**Dataset entries**:
○ ○ ○ ○ ○

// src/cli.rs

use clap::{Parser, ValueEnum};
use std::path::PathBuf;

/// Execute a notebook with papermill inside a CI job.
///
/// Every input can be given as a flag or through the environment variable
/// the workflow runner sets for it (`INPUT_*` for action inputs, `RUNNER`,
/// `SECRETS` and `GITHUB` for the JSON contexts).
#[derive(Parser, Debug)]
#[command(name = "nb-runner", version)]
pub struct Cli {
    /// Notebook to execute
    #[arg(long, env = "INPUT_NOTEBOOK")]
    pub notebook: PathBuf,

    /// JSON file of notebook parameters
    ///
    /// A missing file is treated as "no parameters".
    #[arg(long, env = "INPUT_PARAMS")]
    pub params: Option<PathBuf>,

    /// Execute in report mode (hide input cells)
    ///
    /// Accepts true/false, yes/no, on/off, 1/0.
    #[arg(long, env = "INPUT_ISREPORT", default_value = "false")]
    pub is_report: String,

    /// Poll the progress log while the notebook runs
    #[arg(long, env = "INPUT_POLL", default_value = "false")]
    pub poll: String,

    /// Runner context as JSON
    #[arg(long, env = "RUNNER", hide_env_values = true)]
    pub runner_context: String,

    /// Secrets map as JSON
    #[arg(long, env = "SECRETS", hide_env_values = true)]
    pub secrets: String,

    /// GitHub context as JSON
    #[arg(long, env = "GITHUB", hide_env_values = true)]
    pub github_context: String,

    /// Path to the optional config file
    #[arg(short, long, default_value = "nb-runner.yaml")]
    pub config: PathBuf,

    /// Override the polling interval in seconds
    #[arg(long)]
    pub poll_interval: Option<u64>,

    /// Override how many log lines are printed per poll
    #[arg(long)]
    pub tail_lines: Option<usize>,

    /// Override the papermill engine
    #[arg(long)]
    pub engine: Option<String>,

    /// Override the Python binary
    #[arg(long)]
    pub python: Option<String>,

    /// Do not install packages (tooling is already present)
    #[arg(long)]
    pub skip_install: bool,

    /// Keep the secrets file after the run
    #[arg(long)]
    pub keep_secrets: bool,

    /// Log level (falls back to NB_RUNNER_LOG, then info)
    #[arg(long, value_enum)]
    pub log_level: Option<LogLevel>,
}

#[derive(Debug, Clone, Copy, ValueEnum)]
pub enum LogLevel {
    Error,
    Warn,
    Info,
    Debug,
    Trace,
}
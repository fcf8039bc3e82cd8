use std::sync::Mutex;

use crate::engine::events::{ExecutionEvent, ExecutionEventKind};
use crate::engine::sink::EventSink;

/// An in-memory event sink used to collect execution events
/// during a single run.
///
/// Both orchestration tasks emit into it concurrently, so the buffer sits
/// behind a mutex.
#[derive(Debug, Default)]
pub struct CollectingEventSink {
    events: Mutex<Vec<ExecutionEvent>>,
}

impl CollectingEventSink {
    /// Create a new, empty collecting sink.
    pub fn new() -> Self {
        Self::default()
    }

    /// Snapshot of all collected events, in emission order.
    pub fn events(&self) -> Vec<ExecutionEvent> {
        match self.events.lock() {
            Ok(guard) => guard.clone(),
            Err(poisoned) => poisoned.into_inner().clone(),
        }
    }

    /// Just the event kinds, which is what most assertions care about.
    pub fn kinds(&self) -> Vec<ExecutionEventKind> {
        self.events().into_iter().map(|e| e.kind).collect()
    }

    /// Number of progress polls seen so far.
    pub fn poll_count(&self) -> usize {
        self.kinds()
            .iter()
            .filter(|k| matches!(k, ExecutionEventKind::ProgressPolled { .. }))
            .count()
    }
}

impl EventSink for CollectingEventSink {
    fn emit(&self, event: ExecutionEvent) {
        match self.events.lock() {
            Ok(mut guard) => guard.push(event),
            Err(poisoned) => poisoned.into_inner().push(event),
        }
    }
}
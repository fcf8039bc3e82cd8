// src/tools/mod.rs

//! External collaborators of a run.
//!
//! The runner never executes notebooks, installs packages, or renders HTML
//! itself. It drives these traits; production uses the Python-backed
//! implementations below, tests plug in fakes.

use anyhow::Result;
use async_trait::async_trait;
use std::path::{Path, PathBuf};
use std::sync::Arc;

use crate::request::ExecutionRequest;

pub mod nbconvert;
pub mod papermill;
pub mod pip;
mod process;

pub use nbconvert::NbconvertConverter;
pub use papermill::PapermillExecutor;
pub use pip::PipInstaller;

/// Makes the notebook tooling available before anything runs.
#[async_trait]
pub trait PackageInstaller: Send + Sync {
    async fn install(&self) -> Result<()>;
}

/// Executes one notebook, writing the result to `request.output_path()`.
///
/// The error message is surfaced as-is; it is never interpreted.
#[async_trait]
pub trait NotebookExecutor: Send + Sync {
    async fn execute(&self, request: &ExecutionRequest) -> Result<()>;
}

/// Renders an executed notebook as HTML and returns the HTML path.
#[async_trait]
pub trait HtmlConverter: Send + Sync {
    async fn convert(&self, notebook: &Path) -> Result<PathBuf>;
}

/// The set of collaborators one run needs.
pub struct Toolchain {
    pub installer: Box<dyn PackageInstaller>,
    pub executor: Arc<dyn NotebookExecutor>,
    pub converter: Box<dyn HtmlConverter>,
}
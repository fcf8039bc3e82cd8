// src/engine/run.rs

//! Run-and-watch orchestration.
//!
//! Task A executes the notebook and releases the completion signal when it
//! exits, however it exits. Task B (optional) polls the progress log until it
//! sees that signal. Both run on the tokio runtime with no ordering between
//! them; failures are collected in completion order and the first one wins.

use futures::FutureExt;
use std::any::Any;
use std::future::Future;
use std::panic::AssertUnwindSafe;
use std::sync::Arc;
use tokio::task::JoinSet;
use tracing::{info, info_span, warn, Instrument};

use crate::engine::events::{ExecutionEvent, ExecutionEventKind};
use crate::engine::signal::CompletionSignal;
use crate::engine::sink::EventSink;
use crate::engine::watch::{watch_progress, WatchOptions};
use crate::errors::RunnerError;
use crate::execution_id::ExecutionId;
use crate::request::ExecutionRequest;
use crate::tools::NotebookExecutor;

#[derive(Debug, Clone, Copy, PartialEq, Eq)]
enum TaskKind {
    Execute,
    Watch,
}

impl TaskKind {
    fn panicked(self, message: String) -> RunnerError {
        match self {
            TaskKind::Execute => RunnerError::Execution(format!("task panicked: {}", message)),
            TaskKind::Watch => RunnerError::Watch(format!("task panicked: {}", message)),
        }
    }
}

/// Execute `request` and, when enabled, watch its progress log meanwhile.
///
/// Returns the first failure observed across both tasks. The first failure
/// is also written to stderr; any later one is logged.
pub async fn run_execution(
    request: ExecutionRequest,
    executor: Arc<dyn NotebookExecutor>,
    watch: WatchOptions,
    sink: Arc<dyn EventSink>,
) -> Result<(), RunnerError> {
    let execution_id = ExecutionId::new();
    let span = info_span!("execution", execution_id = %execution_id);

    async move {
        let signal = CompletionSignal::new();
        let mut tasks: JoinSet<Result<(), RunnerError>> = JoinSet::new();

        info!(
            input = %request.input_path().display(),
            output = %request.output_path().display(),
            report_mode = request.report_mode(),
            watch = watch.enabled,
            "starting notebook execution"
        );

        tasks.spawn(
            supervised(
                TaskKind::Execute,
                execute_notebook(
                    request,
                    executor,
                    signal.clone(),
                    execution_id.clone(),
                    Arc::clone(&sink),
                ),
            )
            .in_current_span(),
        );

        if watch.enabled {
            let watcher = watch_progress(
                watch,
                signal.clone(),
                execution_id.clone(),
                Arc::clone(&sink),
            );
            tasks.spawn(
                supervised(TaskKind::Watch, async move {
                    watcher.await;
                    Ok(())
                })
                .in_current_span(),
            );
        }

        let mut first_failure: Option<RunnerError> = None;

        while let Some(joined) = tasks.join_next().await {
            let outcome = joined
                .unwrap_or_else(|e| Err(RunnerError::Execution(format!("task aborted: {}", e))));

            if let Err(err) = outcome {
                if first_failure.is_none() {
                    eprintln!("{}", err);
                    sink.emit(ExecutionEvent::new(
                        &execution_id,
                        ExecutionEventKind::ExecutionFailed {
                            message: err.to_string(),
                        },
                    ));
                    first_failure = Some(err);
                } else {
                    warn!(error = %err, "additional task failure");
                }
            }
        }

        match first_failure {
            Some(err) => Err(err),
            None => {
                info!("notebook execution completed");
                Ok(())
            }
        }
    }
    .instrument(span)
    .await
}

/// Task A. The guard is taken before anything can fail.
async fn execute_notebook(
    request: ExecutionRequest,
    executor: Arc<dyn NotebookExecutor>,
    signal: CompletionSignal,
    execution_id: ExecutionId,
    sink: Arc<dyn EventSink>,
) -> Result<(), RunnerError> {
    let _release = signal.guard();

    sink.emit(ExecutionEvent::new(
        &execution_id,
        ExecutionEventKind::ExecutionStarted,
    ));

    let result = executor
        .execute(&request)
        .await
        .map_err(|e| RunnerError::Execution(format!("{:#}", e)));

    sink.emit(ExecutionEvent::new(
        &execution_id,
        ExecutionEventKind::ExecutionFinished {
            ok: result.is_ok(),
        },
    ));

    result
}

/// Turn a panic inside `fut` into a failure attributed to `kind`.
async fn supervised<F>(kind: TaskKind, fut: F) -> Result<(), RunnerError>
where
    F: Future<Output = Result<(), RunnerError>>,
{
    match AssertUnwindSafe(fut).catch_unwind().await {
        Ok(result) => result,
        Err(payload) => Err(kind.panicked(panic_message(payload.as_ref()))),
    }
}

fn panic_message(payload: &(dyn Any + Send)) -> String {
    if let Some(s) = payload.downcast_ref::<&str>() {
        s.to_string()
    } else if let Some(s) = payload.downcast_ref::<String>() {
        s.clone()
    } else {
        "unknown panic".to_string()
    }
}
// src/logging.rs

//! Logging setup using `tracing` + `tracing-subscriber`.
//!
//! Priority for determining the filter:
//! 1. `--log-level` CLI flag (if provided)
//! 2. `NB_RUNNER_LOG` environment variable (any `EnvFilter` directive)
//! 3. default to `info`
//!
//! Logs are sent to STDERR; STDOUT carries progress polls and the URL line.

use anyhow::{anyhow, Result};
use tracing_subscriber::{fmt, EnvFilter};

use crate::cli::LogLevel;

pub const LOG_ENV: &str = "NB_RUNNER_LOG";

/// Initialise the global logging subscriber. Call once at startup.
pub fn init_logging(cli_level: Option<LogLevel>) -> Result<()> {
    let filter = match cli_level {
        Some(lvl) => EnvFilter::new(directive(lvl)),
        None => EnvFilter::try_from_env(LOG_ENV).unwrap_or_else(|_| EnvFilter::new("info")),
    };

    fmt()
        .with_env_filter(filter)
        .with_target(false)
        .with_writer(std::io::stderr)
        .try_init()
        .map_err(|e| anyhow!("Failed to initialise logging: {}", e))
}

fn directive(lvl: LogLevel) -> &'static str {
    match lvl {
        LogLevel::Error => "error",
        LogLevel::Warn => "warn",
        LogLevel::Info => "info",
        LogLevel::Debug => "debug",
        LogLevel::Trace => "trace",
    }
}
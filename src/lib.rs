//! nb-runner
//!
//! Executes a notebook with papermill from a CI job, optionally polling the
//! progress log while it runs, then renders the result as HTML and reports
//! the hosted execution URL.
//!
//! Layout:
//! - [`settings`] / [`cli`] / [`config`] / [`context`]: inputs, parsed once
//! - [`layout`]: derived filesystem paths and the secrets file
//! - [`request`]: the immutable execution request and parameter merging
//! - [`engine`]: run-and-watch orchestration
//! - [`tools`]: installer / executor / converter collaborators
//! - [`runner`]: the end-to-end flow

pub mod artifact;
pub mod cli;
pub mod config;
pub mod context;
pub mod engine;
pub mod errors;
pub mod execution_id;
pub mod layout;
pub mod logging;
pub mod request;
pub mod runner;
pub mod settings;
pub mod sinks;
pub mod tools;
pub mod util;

○ ○ ○ ○ ○

**What to produce**:
Retype only this range exactly: the first line of the data through the line where "Notebook to execute" appears.

**Answer box**:
// src/cli.rs

use clap::{Parser, ValueEnum};
use std::path::PathBuf;

/// Execute a notebook with papermill inside a CI job.
///
/// Every input can be given as a flag or through the environment variable
/// the workflow runner sets for it (`INPUT_*` for action inputs, `RUNNER`,
/// `SECRETS` and `GITHUB` for the JSON contexts).
#[derive(Parser, Debug)]
#[command(name = "nb-runner", version)]
pub struct Cli {
    /// Notebook to execute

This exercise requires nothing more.